Arnaud Dubus (Libération)
Sunday, September 04, 2005
Saturday, September 03, 2005
Reportage dans le sud thaïlandais
Les profs bouddhistes dans le collimateur des insurgés du Sud Thaïlandais
Thira Songsuk, professeur à l’école Ba Ngoi Si Ne, dans la province thaïlandaise de Yala, ne se sépare plus de son arme à feu. Pour lui, c’est une simple question de survie : en 27 ans de carrière dans le sud profond à majorité musulmane du pays, cet instit charpenté comme un bûcheron dit n’avoir jamais connu de période aussi dangereuse, même au temps des maquis communiste dans les années 70. « Sans pistolet, nous sommes désavantagés. S’ils nous tirent dessus, on ne peut que s’enfuir. Avec une arme, on peut riposter. Et si on riposte, ils déguerpissent », lance ce vétéran. « Ils », ce sont les insurgés, des centaines, peut être des milliers, de jeunes musulmans rebelles à l’autorité du gouvernement central thaïlandais qui multiplient les assassinats et les attentats à la bombe. Depuis la recrudescence des violences en janvier de l’an dernier, environ 800 personnes ont été tuées, dont près de 200 par les forces de sécurité qui tentent de mater la rébellion par la force, non sans quelques grosses bavures.

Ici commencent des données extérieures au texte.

//! The synchronous value transform applied after sampling.
//!
//! Each component is scaled and converted to Celsius if needed. The
//! components then combine into one field. A climatology, when given, is
//! subtracted last. The result's mask is the union of every input mask.

use ocean_common::{ScalarField, TileError, TileResult};

pub const KELVIN_OFFSET: f64 = 273.15;

/// Multiply by the variable's registered scale factor.
pub fn apply_scale_factor(field: &mut ScalarField) {
    let factor = field.scale_factor;
    if factor != 1.0 {
        field.map_valid(|v| v * factor);
        field.scale_factor = 1.0;
    }
}

/// Convert a Kelvin field to Celsius and rename its unit. Leaves any other
/// unit untouched.
pub fn kelvin_to_celsius(field: &mut ScalarField) {
    if field.unit.starts_with("Kelvin") {
        field.map_valid(|v| v - KELVIN_OFFSET);
        field.unit = field.unit.replacen("Kelvin", "Celsius", 1);
    }
}

/// Scale and unit-convert one sampled component.
pub fn prepare_component(mut field: ScalarField) -> ScalarField {
    apply_scale_factor(&mut field);
    kelvin_to_celsius(&mut field);
    field
}

/// One component passes through; two become their magnitude.
pub fn combine_components(mut components: Vec<ScalarField>) -> TileResult<ScalarField> {
    match components.len() {
        1 => Ok(components.remove(0)),
        2 => {
            let (u, v) = (&components[0], &components[1]);
            u.zip_with(v, |a, b| a.hypot(b))
        }
        n => Err(TileError::UnsupportedComponents(n)),
    }
}

/// Elementwise `field - climatology`.
pub fn subtract_climatology(field: &ScalarField, climatology: &ScalarField) -> TileResult<ScalarField> {
    field.zip_with(climatology, |v, c| v - c)
}

/// The full transform: prepare, combine, then subtract the climatology.
///
/// `climatology` holds the same components sampled from the climatology
/// dataset and goes through the same preparation.
pub fn transform_values(
    components: Vec<ScalarField>,
    climatology: Option<Vec<ScalarField>>,
) -> TileResult<ScalarField> {
    let field = combine_components(components.into_iter().map(prepare_component).collect())?;
    match climatology {
        None => Ok(field),
        Some(clim) => {
            let clim = combine_components(clim.into_iter().map(prepare_component).collect())?;
            subtract_climatology(&field, &clim)
        }
    }
}
//! Request and render metrics.
//!
//! Recorded through the `metrics` facade; the Prometheus recorder installed
//! in `main` renders them on `/metrics`. Without a recorder every call is a
//! no-op.

use metrics::{counter, histogram};
use ocean_common::TileError;
use std::time::Duration;
use tile_engine::TileKind;

pub const REQUESTS_TOTAL: &str = "tile_requests_total";
pub const RENDER_ERRORS_TOTAL: &str = "tile_render_errors_total";
pub const RENDER_SECONDS: &str = "tile_render_seconds";

/// Count an incoming request for a plot kind.
pub fn record_request(kind: TileKind) {
    counter!(REQUESTS_TOTAL, "kind" => kind.as_str()).increment(1);
}

/// Record the outcome of one render.
pub fn record_render(kind: TileKind, elapsed: Duration, error: Option<&TileError>) {
    histogram!(RENDER_SECONDS, "kind" => kind.as_str()).record(elapsed.as_secs_f64());

    if let Some(err) = error {
        counter!(
            RENDER_ERRORS_TOTAL,
            "kind" => kind.as_str(),
            "fault" => err.kind().as_str()
        )
        .increment(1);
    }
}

Personne ne semble encore savoir clairement qui est derrière cette vague de violences sans précédent. Pour beaucoup, ces jeunes, prêts à tirer sur un enseignant qui rentre chez lui ou à décapiter un villageois bouddhiste, ont été eux-mêmes victimes des violences des forces de sécurité, ayant perdu qui un père abattu par les militaires, qui un frère enlevé par des policiers et disparu à jamais. Quelques séparatistes exploitent ce désir de vengeance à des fins politiques : ils recrutent, entraînent et financent ces adolescents à la dérive, pour la plupart sans revenus et issus de familles très pauvres. « D’après nos renseignements, la pose d’une bombe est rémunérée 10.000 bahts (200 euros) », précise le colonel Songvit Nounpakdi, chef d’une unité dans la province de Narathiwat. Soit l’équivalent de deux fois le salaire mensuel moyen dans cette région dont le développement économique a longtemps été négligé par le pouvoir central.

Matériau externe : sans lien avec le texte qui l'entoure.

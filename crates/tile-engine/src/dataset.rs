//! Dataset sampling collaborators.

use async_trait::async_trait;
use chrono::{DateTime, Utc};
use ocean_common::{GeoGrid, ScalarField, TileError, TileResult};
use serde::{Deserialize, Serialize};
use std::fmt;

/// Opens datasets by id.
///
/// Handles returned by [`open`](DatasetProvider::open) are owned by a single
/// render and dropped when it finishes.
#[async_trait]
pub trait DatasetProvider: Send + Sync {
    async fn open(&self, dataset: &str) -> TileResult<Box<dyn Dataset>>;
}

/// An open dataset handle.
#[async_trait]
pub trait Dataset: Send + Sync {
    /// Dataset identifier.
    fn id(&self) -> &str;

    /// Available timestamps, oldest first.
    fn timestamps(&self) -> &[DateTime<Utc>];

    /// Depth levels in metres, shallowest first. Empty for surface-only data.
    fn depths(&self) -> &[f64];

    fn has_variable(&self, variable: &str) -> bool;

    /// Sample `variable` at every point of `grid`.
    ///
    /// `time_index` must already be resolved into `0..timestamps().len()`.
    /// Points with no data come back masked.
    async fn get_area(
        &self,
        grid: &GeoGrid,
        depth: DepthSelector,
        time_index: usize,
        variable: &str,
        options: &SamplingOptions,
    ) -> TileResult<ScalarField>;
}

/// Which depth level to sample.
#[derive(Debug, Clone, Copy, PartialEq, Eq, Serialize, Deserialize)]
pub enum DepthSelector {
    /// Index into [`Dataset::depths`]
    Index(usize),
    /// Deepest valid value in each water column
    Bottom,
}

impl Default for DepthSelector {
    fn default() -> Self {
        Self::Index(0)
    }
}

impl DepthSelector {
    /// Depth in metres used for bathymetry masking.
    ///
    /// `Bottom` resolves to 0 so only land is masked. A dataset without a
    /// depth axis is treated as surface-only.
    pub fn metres(&self, depths: &[f64]) -> TileResult<f64> {
        match *self {
            DepthSelector::Bottom => Ok(0.0),
            DepthSelector::Index(0) if depths.is_empty() => Ok(0.0),
            DepthSelector::Index(index) => {
                depths
                    .get(index)
                    .copied()
                    .ok_or(TileError::DepthOutOfRange {
                        index,
                        available: depths.len(),
                    })
            }
        }
    }
}

impl fmt::Display for DepthSelector {
    fn fmt(&self, f: &mut fmt::Formatter<'_>) -> fmt::Result {
        match self {
            DepthSelector::Index(index) => write!(f, "{}", index),
            DepthSelector::Bottom => f.write_str("bottom"),
        }
    }
}

/// Sampling method used to read a source grid at tile pixel locations.
#[derive(Debug, Clone, Copy, PartialEq, Eq, Hash, Serialize, Deserialize)]
#[serde(rename_all = "lowercase")]
pub enum Interpolation {
    /// Closest source cell
    Nearest,
    /// Weighted average of the 4 surrounding cells
    Bilinear,
    /// Gaussian-weighted average of neighbours within the radius
    Gaussian,
    /// Inverse-distance-weighted average of neighbours within the radius
    Inverse,
}

impl Default for Interpolation {
    fn default() -> Self {
        Self::Gaussian
    }
}

impl Interpolation {
    /// Parse from string (case-insensitive), falling back to the default.
    pub fn parse_or_default(s: &str) -> Self {
        Self::parse(s).unwrap_or_default()
    }

    /// Parse from string (case-insensitive), `None` when unrecognised.
    pub fn parse(s: &str) -> Option<Self> {
        match s.to_lowercase().as_str() {
            "nearest" => Some(Self::Nearest),
            "bilinear" => Some(Self::Bilinear),
            "gaussian" => Some(Self::Gaussian),
            "inverse" => Some(Self::Inverse),
            _ => None,
        }
    }

    pub fn as_str(&self) -> &'static str {
        match self {
            Self::Nearest => "nearest",
            Self::Bilinear => "bilinear",
            Self::Gaussian => "gaussian",
            Self::Inverse => "inverse",
        }
    }
}

impl fmt::Display for Interpolation {
    fn fmt(&self, f: &mut fmt::Formatter<'_>) -> fmt::Result {
        write!(f, "{}", self.as_str())
    }
}

/// Options handed to [`Dataset::get_area`].
#[derive(Debug, Clone, Copy, PartialEq, Serialize, Deserialize)]
#[serde(default)]
pub struct SamplingOptions {
    pub interpolation: Interpolation,
    /// Search radius for the weighted methods, kilometres
    pub radius_km: f64,
    /// Maximum number of neighbours for the weighted methods
    pub neighbours: usize,
}

impl SamplingOptions {
    /// Largest accepted search radius, roughly half the Earth's circumference.
    pub const MAX_RADIUS_KM: f64 = 20_000.0;
}

impl Default for SamplingOptions {
    fn default() -> Self {
        Self {
            interpolation: Interpolation::default(),
            radius_km: 25.0,
            neighbours: 10,
        }
    }
}

/// Resolve a requested time index against `count` timestamps.
///
/// Negative indices count back from the latest; anything out of range wraps
/// modulo `count`.
pub fn resolve_time_index(requested: i64, count: usize, dataset: &str) -> TileResult<usize> {
    if count == 0 {
        return Err(TileError::NoTimestamps(dataset.to_string()));
    }
    Ok(requested.rem_euclid(count as i64) as usize)
}

#[cfg(test)]
mod tests {
    use super::*;

    #[test]
    fn test_interpolation_parse() {
        assert_eq!(Interpolation::parse_or_default("Nearest"), Interpolation::Nearest);
        assert_eq!(Interpolation::parse_or_default("BILINEAR"), Interpolation::Bilinear);
        assert_eq!(Interpolation::parse_or_default("inverse"), Interpolation::Inverse);
        assert_eq!(Interpolation::parse_or_default("spline"), Interpolation::Gaussian);
        assert_eq!(Interpolation::parse("spline"), None);
    }

    #[test]
    fn test_interpolation_display() {
        assert_eq!(Interpolation::Gaussian.to_string(), "gaussian");
        assert_eq!(Interpolation::Nearest.to_string(), "nearest");
    }

    #[test]
    fn test_time_index_wraps() {
        assert_eq!(resolve_time_index(-1, 3, "d").unwrap(), 2);
        assert_eq!(resolve_time_index(-3, 3, "d").unwrap(), 0);
        assert_eq!(resolve_time_index(-4, 3, "d").unwrap(), 2);
        assert_eq!(resolve_time_index(0, 3, "d").unwrap(), 0);
        assert_eq!(resolve_time_index(5, 3, "d").unwrap(), 2);
    }

    #[test]
    fn test_time_index_without_timestamps() {
        assert!(matches!(
            resolve_time_index(-1, 0, "empty"),
            Err(TileError::NoTimestamps(_))
        ));
    }

    #[test]
    fn test_depth_metres() {
        let depths = [0.5, 100.0, 1000.0];
        assert_eq!(DepthSelector::Index(1).metres(&depths).unwrap(), 100.0);
        assert_eq!(DepthSelector::Bottom.metres(&depths).unwrap(), 0.0);
        assert_eq!(DepthSelector::Index(0).metres(&[]).unwrap(), 0.0);
        assert!(matches!(
            DepthSelector::Index(3).metres(&depths),
            Err(TileError::DepthOutOfRange { index: 3, available: 3 })
        ));
    }

    #[test]
    fn test_sampling_defaults() {
        let options = SamplingOptions::default();
        assert_eq!(options.interpolation, Interpolation::Gaussian);
        assert_eq!(options.radius_km, 25.0);
        assert_eq!(options.neighbours, 10);
    }
}
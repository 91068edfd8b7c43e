//! Masked scalar fields.
//!
//! A [`ScalarField`] is a row-major 2-D array of `f64` with a parallel mask.
//! A `true` mask entry means "no data": the value must not reach the colour
//! mapper or the contour extractor. Non-finite values are always masked.

use crate::{TileError, TileResult};

#[derive(Debug, Clone, PartialEq)]
pub struct ScalarField {
    pub width: usize,
    pub height: usize,
    values: Vec<f64>,
    mask: Vec<bool>,
    /// Physical unit label, e.g. "Kelvin", "m/s"
    pub unit: String,
    /// Multiplicative factor registered for the variable
    pub scale_factor: f64,
}

impl ScalarField {
    /// Create a field from raw values; NaN and infinities become masked.
    pub fn from_values(width: usize, height: usize, values: Vec<f64>) -> TileResult<Self> {
        if values.len() != width * height {
            return Err(TileError::ShapeMismatch {
                expected: (height, width),
                actual: (values.len() / width.max(1), width),
            });
        }
        let mask = values.iter().map(|v| !v.is_finite()).collect();
        Ok(Self {
            width,
            height,
            values,
            mask,
            unit: String::new(),
            scale_factor: 1.0,
        })
    }

    /// Create a field with an explicit mask (combined with non-finite detection).
    pub fn with_mask(
        width: usize,
        height: usize,
        values: Vec<f64>,
        mask: Vec<bool>,
    ) -> TileResult<Self> {
        if mask.len() != width * height {
            return Err(TileError::ShapeMismatch {
                expected: (height, width),
                actual: (mask.len() / width.max(1), width),
            });
        }
        let mut field = Self::from_values(width, height, values)?;
        for (m, extra) in field.mask.iter_mut().zip(mask) {
            *m |= extra;
        }
        Ok(field)
    }

    /// A field with the same value everywhere.
    pub fn filled(width: usize, height: usize, value: f64) -> Self {
        Self {
            width,
            height,
            values: vec![value; width * height],
            mask: vec![!value.is_finite(); width * height],
            unit: String::new(),
            scale_factor: 1.0,
        }
    }

    /// A field with no valid cells.
    pub fn fully_masked(width: usize, height: usize) -> Self {
        Self {
            width,
            height,
            values: vec![f64::NAN; width * height],
            mask: vec![true; width * height],
            unit: String::new(),
            scale_factor: 1.0,
        }
    }

    pub fn with_unit(mut self, unit: impl Into<String>) -> Self {
        self.unit = unit.into();
        self
    }

    pub fn with_scale_factor(mut self, factor: f64) -> Self {
        self.scale_factor = factor;
        self
    }

    pub fn shape(&self) -> (usize, usize) {
        (self.height, self.width)
    }

    pub fn len(&self) -> usize {
        self.values.len()
    }

    pub fn is_empty(&self) -> bool {
        self.values.is_empty()
    }

    /// Value at `(row, col)`, or `None` when masked.
    pub fn get(&self, row: usize, col: usize) -> Option<f64> {
        let idx = row * self.width + col;
        if self.mask[idx] {
            None
        } else {
            Some(self.values[idx])
        }
    }

    /// Value at a flat index, or `None` when masked.
    pub fn value(&self, idx: usize) -> Option<f64> {
        if self.mask[idx] {
            None
        } else {
            Some(self.values[idx])
        }
    }

    pub fn is_masked(&self, idx: usize) -> bool {
        self.mask[idx]
    }

    /// Raw values including whatever sits under masked cells.
    pub fn raw_values(&self) -> &[f64] {
        &self.values
    }

    pub fn mask(&self) -> &[bool] {
        &self.mask
    }

    pub fn valid_count(&self) -> usize {
        self.mask.iter().filter(|m| !**m).count()
    }

    /// Apply `f` to every valid cell. Results that are not finite become masked.
    pub fn map_valid<F>(&mut self, f: F)
    where
        F: Fn(f64) -> f64,
    {
        for (v, m) in self.values.iter_mut().zip(self.mask.iter_mut()) {
            if *m {
                continue;
            }
            *v = f(*v);
            if !v.is_finite() {
                *m = true;
            }
        }
    }

    /// Combine two same-shaped fields cell by cell. The result mask is the
    /// union of both masks plus any non-finite result.
    pub fn zip_with<F>(&self, other: &ScalarField, f: F) -> TileResult<ScalarField>
    where
        F: Fn(f64, f64) -> f64,
    {
        if self.shape() != other.shape() {
            return Err(TileError::ShapeMismatch {
                expected: self.shape(),
                actual: other.shape(),
            });
        }
        let mut values = Vec::with_capacity(self.len());
        let mut mask = Vec::with_capacity(self.len());
        for i in 0..self.len() {
            if self.mask[i] || other.mask[i] {
                values.push(f64::NAN);
                mask.push(true);
                continue;
            }
            let v = f(self.values[i], other.values[i]);
            mask.push(!v.is_finite());
            values.push(v);
        }
        Ok(ScalarField {
            width: self.width,
            height: self.height,
            values,
            mask,
            unit: self.unit.clone(),
            scale_factor: self.scale_factor,
        })
    }

    /// Mask every cell for which `predicate(idx)` is true.
    pub fn mask_where<P>(&mut self, predicate: P)
    where
        P: Fn(usize) -> bool,
    {
        for (idx, m) in self.mask.iter_mut().enumerate() {
            if predicate(idx) {
                *m = true;
            }
        }
    }

    /// Copy of the values with masked cells replaced by `fill`.
    pub fn filled_with(&self, fill: f64) -> Vec<f64> {
        self.values
            .iter()
            .zip(&self.mask)
            .map(|(&v, &m)| if m { fill } else { v })
            .collect()
    }
}
//! Common types shared across the ocean tile crates.

pub mod error;
pub mod field;
pub mod grid;
pub mod scale;
pub mod tile;

pub use error::{FaultKind, TileError, TileResult};
pub use field::ScalarField;
pub use grid::GeoGrid;
pub use scale::ColorScale;
pub use tile::{Projection, TileAddress, TILE_SIZE};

Les enseignants sont sur la ligne de front de cette guerre vicieuse qui ne cesse de s’amplifier à mesure que le gouvernement s’oriente vers le tout répressif. A 7h00 du matin, une centaine de jeunes enfants musulmans s’amusent sur le terrain de football de l’école Ba Yo, établie au bord d’une route de forêt à 40 kms de la ville de Yala. Ce n’est qu’un peu avant neuf heures que les profs arrivent : un convoi encadré de camions chargés de policiers armés de fusils d’assaut. Toute la journée, l’école sera gardée par quatre officiers de la police des frontières. « J’ai peur, car avant on n’avait pas l’impression que le danger était si proche de nous, maintenant on peut le sentir. Je voudrais être transférée ailleurs », confie Nipa Pinitwatjarawong, qui est l’une des dernières enseignantes bouddhistes qui travaille dans l’école. Il y a un mois, un villageois bouddhiste a été abattu sur sa moto sur la route qui passe devant l’école. Une directrice d’école, qui réside dans le district, a été assassinée quelque jours auparavant. Nipa est loin d’être la seule à partir de l’école où elle a été assignée : 3.400 enseignants ont fait leur demande de transfert depuis le début de l’année. Ils sont souvent remplacés par de jeunes étudiants locaux, qui n’ont pas toujours le niveau d’études requis. Nombreux sont deux qui déplorent cette fuite en masse. Interrogés sur l’hypothèse de la fermeture de certaines écoles pour des raisons de sécurité, Thira Songsuk, l’instit au pistolet, s’enflamme : « Ce serait comme si on acceptait la défaite. Cela voudrait dire que l’on accepte le fait que le gouvernement ne peut plus nous protéger. Si on accepte cela, les rebelles peuvent s’emparer du territoire puisque c’est cela qu’ils veulent ».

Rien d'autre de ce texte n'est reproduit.